Insight

Republican chaos unfolds on live TV as McCarthy is finally elected Speaker

US Correspondent Robert Moore recaps an evening of chaos


This was astonishing political drama, all captured on camera and broadcast across the nation in prime time. It was both deeply humiliating for the US Congress and completely compelling TV. At the end of a long night, Congressman Kevin McCarthy won his brutal, extended battle to become Speaker of the House of Representatives. He secured his narrow victory on the 15th ballot. But that barely captures the bitterness within the Republican Party in the final hour of proceedings overnight.

At one point, Congressman Mike Rogers appeared to lunge at an ultra-conservative member, Matt Gaetz, who was refusing to support McCarthy. Someone had to intervene and physically restrain Rodgers before violence broke out.

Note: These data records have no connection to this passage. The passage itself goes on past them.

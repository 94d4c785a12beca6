use serde::{Deserialize, Serialize};
use std::path::{Path, PathBuf};
use std::time::Duration;

use crate::process::CommandTemplate;

/// Global configuration for the configuration manager
#[derive(Debug, Deserialize, Clone, Default)]
pub struct Config {
    /// API server and persistence settings
    #[serde(default)]
    pub server: ServerConfig,

    /// How the supervised nginx process is checked and reloaded
    #[serde(default)]
    pub nginx: NginxConfig,

    /// Knobs that shape the rendered nginx.conf
    #[serde(default)]
    pub render: RenderOptions,

    /// Apply pipeline tuning
    #[serde(default)]
    pub apply: ApplyConfig,

    /// Certificate lifecycle settings
    #[serde(default)]
    pub certificates: CertificateConfig,
}

#[derive(Debug, Deserialize, Clone)]
pub struct ServerConfig {
    /// Bind address for the API (default: 0.0.0.0)
    #[serde(default = "default_bind_address")]
    pub bind: String,

    /// API port (default: 3000)
    #[serde(default = "default_api_port")]
    pub port: u16,

    /// SQLite database file holding the entity store
    #[serde(default = "default_database_path")]
    pub database_path: String,
}

impl Default for ServerConfig {
    fn default() -> Self {
        Self {
            bind: default_bind_address(),
            port: default_api_port(),
            database_path: default_database_path(),
        }
    }
}

#[derive(Debug, Deserialize, Clone)]
pub struct NginxConfig {
    /// The active configuration artifact that nginx loads
    #[serde(default = "default_nginx_config_path")]
    pub config_path: String,

    /// Directory for candidate configurations under validation.
    /// Defaults to a hidden directory next to the active artifact.
    pub staging_dir: Option<String>,

    /// Syntax-check command; `{config}` is replaced by the candidate path
    #[serde(default = "default_test_command")]
    pub test_command: String,

    /// Reload command; `{config}` is replaced by the active path
    #[serde(default = "default_reload_command")]
    pub reload_command: String,

    /// Master process pid file, used to confirm the process survived a reload
    #[serde(default = "default_nginx_pid_file")]
    pub pid_file: Option<String>,

    /// stub_status endpoint polled for acknowledgement and status
    #[serde(default = "default_status_url")]
    pub status_url: Option<String>,

    /// Bound on a single syntax check (default: 5)
    #[serde(default = "default_validate_timeout")]
    pub validate_timeout_secs: u64,

    /// Bound on reload plus acknowledgement (default: 10)
    #[serde(default = "default_reload_timeout")]
    pub reload_timeout_secs: u64,

    /// Interval between acknowledgement probes after a reload
    #[serde(default = "default_ack_poll_interval")]
    pub ack_poll_interval_ms: u64,
}

impl NginxConfig {
    pub fn config_path(&self) -> PathBuf {
        PathBuf::from(&self.config_path)
    }

    /// Staging directory, falling back to `<config dir>/.balancer-studio-staging`
    pub fn staging_dir(&self) -> PathBuf {
        match &self.staging_dir {
            Some(dir) => PathBuf::from(dir),
            None => self
                .config_path()
                .parent()
                .unwrap_or_else(|| Path::new("."))
                .join(".balancer-studio-staging"),
        }
    }

    pub fn validate_timeout(&self) -> Duration {
        Duration::from_secs(self.validate_timeout_secs)
    }

    pub fn reload_timeout(&self) -> Duration {
        Duration::from_secs(self.reload_timeout_secs)
    }

    pub fn ack_poll_interval(&self) -> Duration {
        Duration::from_millis(self.ack_poll_interval_ms)
    }

    /// How long shutdown waits for an in-flight apply. A cancelled reload is
    /// followed by an uncancellable rollback reload, each bounded by the
    /// reload timeout.
    pub fn shutdown_drain(&self) -> Duration {
        self.reload_timeout() * 2 + Duration::from_secs(5)
    }

    fn validate(&self, errors: &mut Vec<String>) {
        if self.config_path.trim().is_empty() {
            errors.push("nginx.config_path must not be empty".to_string());
        }

        match CommandTemplate::parse(&self.test_command) {
            Ok(template) if !template.references_config() => errors.push(
                "nginx.test_command must reference the candidate file with {config}".to_string(),
            ),
            Ok(_) => {}
            Err(e) => errors.push(format!("nginx.test_command: {}", e)),
        }

        if let Err(e) = CommandTemplate::parse(&self.reload_command) {
            errors.push(format!("nginx.reload_command: {}", e));
        }

        if self.validate_timeout_secs == 0 {
            errors.push("nginx.validate_timeout_secs must be greater than 0".to_string());
        }
        if self.reload_timeout_secs == 0 {
            errors.push("nginx.reload_timeout_secs must be greater than 0".to_string());
        }
        if self.ack_poll_interval_ms == 0 {
            errors.push("nginx.ack_poll_interval_ms must be greater than 0".to_string());
        }
    }
}

impl Default for NginxConfig {
    fn default() -> Self {
        Self {
            config_path: default_nginx_config_path(),
            staging_dir: None,
            test_command: default_test_command(),
            reload_command: default_reload_command(),
            pid_file: default_nginx_pid_file(),
            status_url: default_status_url(),
            validate_timeout_secs: default_validate_timeout(),
            reload_timeout_secs: default_reload_timeout(),
            ack_poll_interval_ms: default_ack_poll_interval(),
        }
    }
}

/// Options that feed into rendering. They are part of the fingerprint input,
/// so changing any of them forces a new configuration on the next apply.
#[derive(Debug, Deserialize, Serialize, Clone, PartialEq)]
pub struct RenderOptions {
    #[serde(default = "default_http_port")]
    pub http_port: u16,

    #[serde(default = "default_https_port")]
    pub https_port: u16,

    /// Where issued certificates live, one directory per certificate id
    #[serde(default = "default_certificate_dir")]
    pub certificate_dir: String,

    /// Loopback listener for stub_status; `None` omits the status server
    #[serde(default = "default_status_listen")]
    pub status_listen: Option<String>,

    #[serde(default = "default_status_path")]
    pub status_path: String,

    #[serde(default = "default_worker_connections")]
    pub worker_connections: u32,

    /// Emitted as the top-level `pid` directive when set
    #[serde(default)]
    pub pid_file: Option<String>,
}

impl RenderOptions {
    fn validate(&self, errors: &mut Vec<String>) {
        if self.http_port == 0 {
            errors.push("render.http_port must be greater than 0".to_string());
        }
        if self.https_port == 0 {
            errors.push("render.https_port must be greater than 0".to_string());
        }
        if self.http_port == self.https_port {
            errors.push("render.http_port and render.https_port must differ".to_string());
        }
        if self.worker_connections == 0 {
            errors.push("render.worker_connections must be greater than 0".to_string());
        }
        if !self.status_path.starts_with('/') {
            errors.push("render.status_path must start with '/'".to_string());
        }
    }
}

impl Default for RenderOptions {
    fn default() -> Self {
        Self {
            http_port: default_http_port(),
            https_port: default_https_port(),
            certificate_dir: default_certificate_dir(),
            status_listen: default_status_listen(),
            status_path: default_status_path(),
            worker_connections: default_worker_connections(),
            pid_file: None,
        }
    }
}

#[derive(Debug, Deserialize, Clone)]
pub struct ApplyConfig {
    /// Quiet period before a pending intent is honored (default: 500)
    #[serde(default = "default_debounce_ms")]
    pub debounce_ms: u64,

    /// Reconcile the active file with the store once at startup
    #[serde(default = "default_true")]
    pub apply_on_startup: bool,
}

impl ApplyConfig {
    pub fn debounce(&self) -> Duration {
        Duration::from_millis(self.debounce_ms)
    }
}

impl Default for ApplyConfig {
    fn default() -> Self {
        Self {
            debounce_ms: default_debounce_ms(),
            apply_on_startup: true,
        }
    }
}

#[derive(Debug, Deserialize, Clone)]
pub struct CertificateConfig {
    /// Period of the expiry sweep (default: 60)
    #[serde(default = "default_sweep_interval")]
    pub sweep_interval_secs: u64,
}

impl CertificateConfig {
    pub fn sweep_interval(&self) -> Duration {
        Duration::from_secs(self.sweep_interval_secs)
    }
}

impl Default for CertificateConfig {
    fn default() -> Self {
        Self {
            sweep_interval_secs: default_sweep_interval(),
        }
    }
}

// Default value functions
fn default_bind_address() -> String {
    "0.0.0.0".to_string()
}

fn default_api_port() -> u16 {
    3000
}

fn default_database_path() -> String {
    "./data/balancer-studio.db".to_string()
}

fn default_nginx_config_path() -> String {
    "/etc/nginx/nginx.conf".to_string()
}

fn default_test_command() -> String {
    "nginx -t -q -c {config}".to_string()
}

fn default_reload_command() -> String {
    "nginx -s reload -c {config}".to_string()
}

fn default_nginx_pid_file() -> Option<String> {
    Some("/run/nginx.pid".to_string())
}

fn default_status_url() -> Option<String> {
    Some("http://127.0.0.1:8081/nginx_status".to_string())
}

fn default_validate_timeout() -> u64 {
    5
}

fn default_reload_timeout() -> u64 {
    10
}

fn default_ack_poll_interval() -> u64 {
    100
}

fn default_http_port() -> u16 {
    80
}

fn default_https_port() -> u16 {
    443
}

fn default_certificate_dir() -> String {
    "/etc/balancer-studio/certs".to_string()
}

fn default_status_listen() -> Option<String> {
    Some("127.0.0.1:8081".to_string())
}

fn default_status_path() -> String {
    "/nginx_status".to_string()
}

fn default_worker_connections() -> u32 {
    1024
}

fn default_debounce_ms() -> u64 {
    500
}

fn default_true() -> bool {
    true
}

fn default_sweep_interval() -> u64 {
    60
}

impl Config {
    /// Load configuration from a TOML file
    pub fn load<P: AsRef<Path>>(path: P) -> anyhow::Result<Self> {
        let content = std::fs::read_to_string(path)?;
        let config: Config = toml::from_str(&content)?;
        config.validate()?;
        Ok(config)
    }

    /// Validate all configuration
    pub fn validate(&self) -> anyhow::Result<()> {
        let mut errors = Vec::new();

        if self.server.port == 0 {
            errors.push("server.port must be greater than 0".to_string());
        }
        if self.certificates.sweep_interval_secs == 0 {
            errors.push("certificates.sweep_interval_secs must be greater than 0".to_string());
        }
        self.nginx.validate(&mut errors);
        self.render.validate(&mut errors);

        if !errors.is_empty() {
            anyhow::bail!("Configuration errors:\n  - {}", errors.join("\n  - "));
        }

        Ok(())
    }
}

Rep. Richard Hudson, left, pulls Rep. Mike Rogers back as they talk with Rep. Matt Gaetz and others during the 14th round of voting. Credit: AP

Then the ghost of these proceedings made a bizarre appearance. A photographer captured a right-wing radical, Marjorie Taylor Greene, trying to pass a mobile phone to another maverick Republican.

Who was on the phone call? The initials on the mobile’s screen told the story - “DT.”

The former president was pulling the strings.

So the dysfunction and the paralysis of Congress has been on display for the world to see. Now we have the weakest, most wounded Speaker in living memory. Second-in-line to the presidency, McCarthy is a hostage to his right-wing flank. The radicals have extracted so many concessions from McCarthy that the House of Representatives - the body that passes budgets, forges legislation, declares war, and provides oversight - is being shaped by a group of election-denying right-wing conspiracy theorists. The fact that this all occurred on the second anniversary of the insurrection - an attempted coup that was implicitly supported by the same far-right members - is the final bitter irony. The chaos we have seen overnight in Congress isn’t over. It’s only just begun.